Leviticus 12-15:33 - Shabbat Rosh Chodesh Iyar
HEALTHY IN BODY AND MIND
by Rabbi Jeremy Rosen
The chapters of the Torah that we are reading now are concerned with health and what happens when our bodies do not function effectively or normally. Why do we get ill? Are we to blame for neglecting or misusing our bodies or coming into contact with an infectious person? Who will cure us and how?
Religions often imply that we are at fault when things go wrong, and that repentance is the only cure. If only it could cure old age. However well-meaning they might be and concerned for us to improve ourselves, we know full well that many illnesses as well as catastrophes cannot possibly be because of our actions or failures. Since pre-historic times, priests, magicians, and miracle workers have all tried to help, using folk cures, incantations, or spells.
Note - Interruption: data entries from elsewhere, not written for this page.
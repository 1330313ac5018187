use std::collections::{BTreeMap, BTreeSet};
use std::path::PathBuf;

/// Scheme used inside draft HTML to reference a not-yet-uploaded binary,
/// e.g. `<img src="upload://tmp-upload-3">`. Finalization substitutes these
/// with stable `asset://` references.
pub const UPLOAD_SCHEME: &str = "upload://";

/// A revocable preview the UI can display while the binary is still local.
/// Revocation is irreversible; the file is removed best-effort.
#[derive(Debug)]
pub struct PreviewHandle {
    path: PathBuf,
}

impl PreviewHandle {
    pub fn new(path: PathBuf) -> PreviewHandle {
        PreviewHandle { path }
    }

    fn revoke(self) {
        let _ = std::fs::remove_file(&self.path);
    }
}

#[derive(Debug)]
pub struct PendingUpload {
    pub bytes: Vec<u8>,
    pub preview: Option<PreviewHandle>,
}

/// Client-held binaries staged for upload, keyed by provisional id and
/// reference-counted against the draft's current HTML content.
#[derive(Debug, Default)]
pub struct UploadQueue {
    entries: BTreeMap<String, PendingUpload>,
}

impl UploadQueue {
    pub fn new() -> UploadQueue {
        UploadQueue::default()
    }

    /// Stages a binary under a provisional id. Re-registering an id that is
    /// already queued is a no-op.
    pub fn register(&mut self, upload_id: &str, bytes: Vec<u8>, preview: Option<PreviewHandle>) {
        if self.entries.contains_key(upload_id) {
            if let Some(p) = preview {
                p.revoke();
            }
            return;
        }
        self.entries
            .insert(upload_id.to_string(), PendingUpload { bytes, preview });
    }

    pub fn contains(&self, upload_id: &str) -> bool {
        self.entries.contains_key(upload_id)
    }

    pub fn ids(&self) -> Vec<String> {
        self.entries.keys().cloned().collect()
    }

    /// Drops every entry whose id no longer appears in any of the given HTML
    /// fields, revoking its preview. Ids in `pinned` survive regardless;
    /// media-slot uploads appear in no HTML field. Returns the ids released
    /// by this call; pruning again with unchanged content releases nothing
    /// further.
    pub fn prune_by_content<'a, 'b, I, P>(&mut self, html_fields: I, pinned: P) -> Vec<String>
    where
        I: IntoIterator<Item = &'a str>,
        P: IntoIterator<Item = &'b str>,
    {
        let mut surviving: BTreeSet<String> = BTreeSet::new();
        for html in html_fields {
            for id in referenced_upload_ids(html) {
                surviving.insert(id);
            }
        }
        for id in pinned {
            surviving.insert(id.to_string());
        }
        let doomed: Vec<String> = self
            .entries
            .keys()
            .filter(|id| !surviving.contains(*id))
            .cloned()
            .collect();
        for id in &doomed {
            self.release(id);
        }
        doomed
    }

    /// Removes one entry, revoking any preview. Used after a successful
    /// upload and by `clear`.
    pub fn release(&mut self, upload_id: &str) -> bool {
        match self.entries.remove(upload_id) {
            Some(entry) => {
                if let Some(p) = entry.preview {
                    p.revoke();
                }
                true
            }
            None => false,
        }
    }

    /// Binary for a queued entry. Finalization reads the bytes, uploads, and
    /// calls `release` only after the upload succeeded, so a failed upload
    /// leaves the entry queued for retry.
    pub fn bytes_of(&self, upload_id: &str) -> Option<Vec<u8>> {
        self.entries.get(upload_id).map(|e| e.bytes.clone())
    }

    /// Releases everything. Run after a completed reconciliation.
    pub fn clear(&mut self) {
        let ids: Vec<String> = self.entries.keys().cloned().collect();
        for id in ids {
            self.release(&id);
        }
    }
}

fn is_upload_id_char(c: char) -> bool {
    c.is_ascii_alphanumeric() || c == '-' || c == '_'
}

/// Extracts provisional upload ids referenced by `upload://` URLs, in
/// document order, deduplicated on first occurrence.
pub fn referenced_upload_ids(html: &str) -> Vec<String> {
    let mut out: Vec<String> = Vec::new();
    let mut rest = html;
    while let Some(at) = rest.find(UPLOAD_SCHEME) {
        let tail = &rest[at + UPLOAD_SCHEME.len()..];
        let end = tail
            .char_indices()
            .find(|(_, c)| !is_upload_id_char(*c))
            .map(|(i, _)| i)
            .unwrap_or(tail.len());
        let id = &tail[..end];
        if !id.is_empty() && !out.iter().any(|seen| seen == id) {
            out.push(id.to_string());
        }
        rest = &tail[end..];
    }
    out
}

/// Replaces every `upload://<upload_id>` occurrence with the stable
/// reference obtained from the asset store.
pub fn substitute_reference(html: &str, upload_id: &str, stable_ref: &str) -> String {
    let needle = format!("{}{}", UPLOAD_SCHEME, upload_id);
    let mut out = String::with_capacity(html.len());
    let mut rest = html;
    while let Some(at) = rest.find(&needle) {
        let after = &rest[at + needle.len()..];
        // Guard against replacing a prefix of a longer id.
        if after.chars().next().map(is_upload_id_char).unwrap_or(false) {
            out.push_str(&rest[..at + needle.len()]);
            rest = after;
            continue;
        }
        out.push_str(&rest[..at]);
        out.push_str(stable_ref);
        rest = after;
    }
    out.push_str(rest);
    out
}

#[cfg(test)]
mod tests {
    use super::*;

    fn queue_with(ids: &[&str]) -> UploadQueue {
        let mut q = UploadQueue::new();
        for id in ids {
            q.register(id, vec![1, 2, 3], None);
        }
        q
    }

    #[test]
    fn referenced_ids_in_document_order() {
        let html = r#"<p><img src="upload://up-b"> then <img src="upload://up-a"></p>"#;
        assert_eq!(referenced_upload_ids(html), vec!["up-b", "up-a"]);
    }

    #[test]
    fn prune_releases_only_unreferenced_entries() {
        let mut q = queue_with(&["up-a", "up-b"]);
        let html = r#"<img src="upload://up-b">"#;
        let released = q.prune_by_content([html], []);
        assert_eq!(released, vec!["up-a".to_string()]);
        assert!(!q.contains("up-a"));
        assert!(q.contains("up-b"));
    }

    #[test]
    fn prune_is_idempotent() {
        let mut q = queue_with(&["up-a", "up-b"]);
        let html = r#"<img src="upload://up-b">"#;
        let first = q.prune_by_content([html], []);
        let second = q.prune_by_content([html], []);
        assert_eq!(first.len(), 1);
        assert!(second.is_empty());
        assert!(q.contains("up-b"));
    }

    #[test]
    fn pinned_ids_survive_prune() {
        let mut q = queue_with(&["up-img", "up-old"]);
        let released = q.prune_by_content([""], ["up-img"]);
        assert_eq!(released, vec!["up-old".to_string()]);
        assert!(q.contains("up-img"));
    }

    #[test]
    fn register_is_idempotent() {
        let mut q = UploadQueue::new();
        q.register("up-a", vec![1], None);
        q.register("up-a", vec![9, 9, 9], None);
        assert_eq!(q.bytes_of("up-a"), Some(vec![1]));
    }

    #[test]
    fn substitution_respects_id_boundaries() {
        let html = r#"<img src="upload://up-1"><img src="upload://up-12">"#;
        let out = substitute_reference(html, "up-1", "asset://aaa");
        assert_eq!(out, r#"<img src="asset://aaa"><img src="upload://up-12">"#);
    }
}
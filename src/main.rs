mod attempts;
mod db;
mod draft;
mod ids;
mod ipc;
mod publish;
mod reconcile;
mod session;
mod snapshot;
mod store;
mod uploads;

use std::io::{self, BufRead, Write};

use serde_json::json;

fn emit(stdout: &mut io::Stdout, resp: &serde_json::Value) {
    let line = serde_json::to_string(resp).unwrap_or_else(|_| "{\"ok\":false}".to_string());
    let _ = writeln!(stdout, "{}", line);
    let _ = stdout.flush();
}

fn main() {
    let mut state = ipc::AppState::new();

    let stdin = io::stdin();
    let mut stdout = io::stdout();

    for line in stdin.lock().lines() {
        let line = match line {
            Ok(v) => v,
            Err(_) => break,
        };
        if line.trim().is_empty() {
            continue;
        }

        let resp = match serde_json::from_str::<ipc::Request>(&line) {
            Ok(req) => ipc::handle_request(&mut state, req),
            // No request id to echo back, so the error stands alone.
            Err(e) => json!({
                "ok": false,
                "error": { "code": "bad_json", "message": e.to_string() },
            }),
        };
        emit(&mut stdout, &resp);
    }
}
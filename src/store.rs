use crate::draft::ItemPayload;
use crate::publish::CourseStatus;

/// Structured failure from a collaborator. `code()` is the stable string the
/// IPC layer reports.
#[derive(Debug)]
pub enum StoreError {
    /// A referenced entity does not exist (possibly deleted concurrently).
    NotFound(String),
    Backend(String),
}

impl StoreError {
    pub fn code(&self) -> &'static str {
        match self {
            StoreError::NotFound(_) => "not_found",
            StoreError::Backend(_) => "store_failed",
        }
    }
}

impl std::fmt::Display for StoreError {
    fn fmt(&self, f: &mut std::fmt::Formatter<'_>) -> std::fmt::Result {
        match self {
            StoreError::NotFound(m) => write!(f, "not found: {}", m),
            StoreError::Backend(m) => write!(f, "store failure: {}", m),
        }
    }
}

impl std::error::Error for StoreError {}

#[derive(Debug, Clone)]
pub struct CourseFields {
    pub title: String,
    pub slug: String,
    pub status: CourseStatus,
    pub summary: String,
    pub description_html: String,
}

#[derive(Debug, Clone)]
pub struct TopicFields {
    pub title: String,
    pub summary: Option<String>,
    pub position: i64,
}

#[derive(Debug, Clone)]
pub struct ItemFields {
    pub title: String,
    pub position: i64,
    pub payload: ItemPayload,
}

#[derive(Debug, Clone, Copy, PartialEq, Eq)]
pub enum MediaKind {
    FeatureImage,
    IntroVideo,
}

#[derive(Debug, Clone)]
pub struct ItemRecord {
    pub id: String,
    pub title: String,
    pub position: i64,
    pub payload: ItemPayload,
}

#[derive(Debug, Clone)]
pub struct TopicRecord {
    pub id: String,
    pub title: String,
    pub summary: Option<String>,
    pub position: i64,
    pub items: Vec<ItemRecord>,
}

#[derive(Debug, Clone)]
pub struct CourseRecord {
    pub id: String,
    pub title: String,
    pub slug: String,
    pub status: CourseStatus,
    pub summary: String,
    pub description_html: String,
    pub feature_image_ref: Option<String>,
    pub intro_video_ref: Option<String>,
    pub member_ids: Vec<String>,
    pub topics: Vec<TopicRecord>,
}

/// Persistence collaborator for course structure. The reconciler drives it;
/// implementations return the canonical persisted record or a structured
/// error and never invent ids the caller did not ask about.
pub trait CourseStore {
    fn create_course(&mut self, fields: &CourseFields) -> Result<String, StoreError>;
    fn update_course(&mut self, course_id: &str, fields: &CourseFields) -> Result<(), StoreError>;
    fn load_course(&self, course_id: &str) -> Result<CourseRecord, StoreError>;
    fn set_course_media(
        &mut self,
        course_id: &str,
        kind: MediaKind,
        stable_ref: Option<String>,
    ) -> Result<(), StoreError>;

    /// Full-replacement membership: the complete desired set is sent and the
    /// store computes adds/removes.
    fn replace_members(&mut self, course_id: &str, member_ids: &[String]) -> Result<(), StoreError>;

    fn create_topic(&mut self, course_id: &str, fields: &TopicFields) -> Result<String, StoreError>;
    fn update_topic(&mut self, topic_id: &str, fields: &TopicFields) -> Result<(), StoreError>;
    fn delete_topic(&mut self, topic_id: &str) -> Result<(), StoreError>;
    fn reorder_topics(&mut self, course_id: &str, ordered_ids: &[String]) -> Result<(), StoreError>;

    fn create_item(&mut self, topic_id: &str, fields: &ItemFields) -> Result<String, StoreError>;
    fn update_item(&mut self, item_id: &str, fields: &ItemFields) -> Result<(), StoreError>;
    fn delete_item(&mut self, item_id: &str) -> Result<(), StoreError>;
    fn reorder_items(&mut self, topic_id: &str, ordered_ids: &[String]) -> Result<(), StoreError>;
}

/// Blob collaborator. Uploads are tagged with the provisional upload id so a
/// retried upload of the same binary is idempotent.
pub trait AssetStore {
    fn upload_binary(&mut self, owner_id: &str, bytes: &[u8]) -> Result<String, StoreError>;
    fn delete_binary(&mut self, stable_ref: &str) -> Result<(), StoreError>;
}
The ancient pioneers of scientific medicine understood illness through the system we now call the Four Humors, Air, Water, Fire, and Earth. Which manifested themselves through the bodily elements of Black and Yellow Biles, Blood, and Phlegm. The Indian Ayurveda system added Ether. Examining these substances could explain why the body was getting too hot or cold and how to stop injuries and malaise from getting worse. They used herbal parts of animals, magic spells, amulets, and charms to comfort and reassure the sick that they could get better and deal with the problems that they had.
This week the Torah opens the subject of health with childbirth and the measures to be taken both to give time to heal and to give thanks for recovery. The loss of blood was regarded as a possible sign of danger to life. The ritual procedure was intended to emphasize the spiritual dimension as well as the physical. The Torah then goes on to spend a lot of time describing what they called Tsara’at. Which is usually translated generically as leprosy but extends to a range of infections or deterioration that applied to buildings and clothes as well as human beings.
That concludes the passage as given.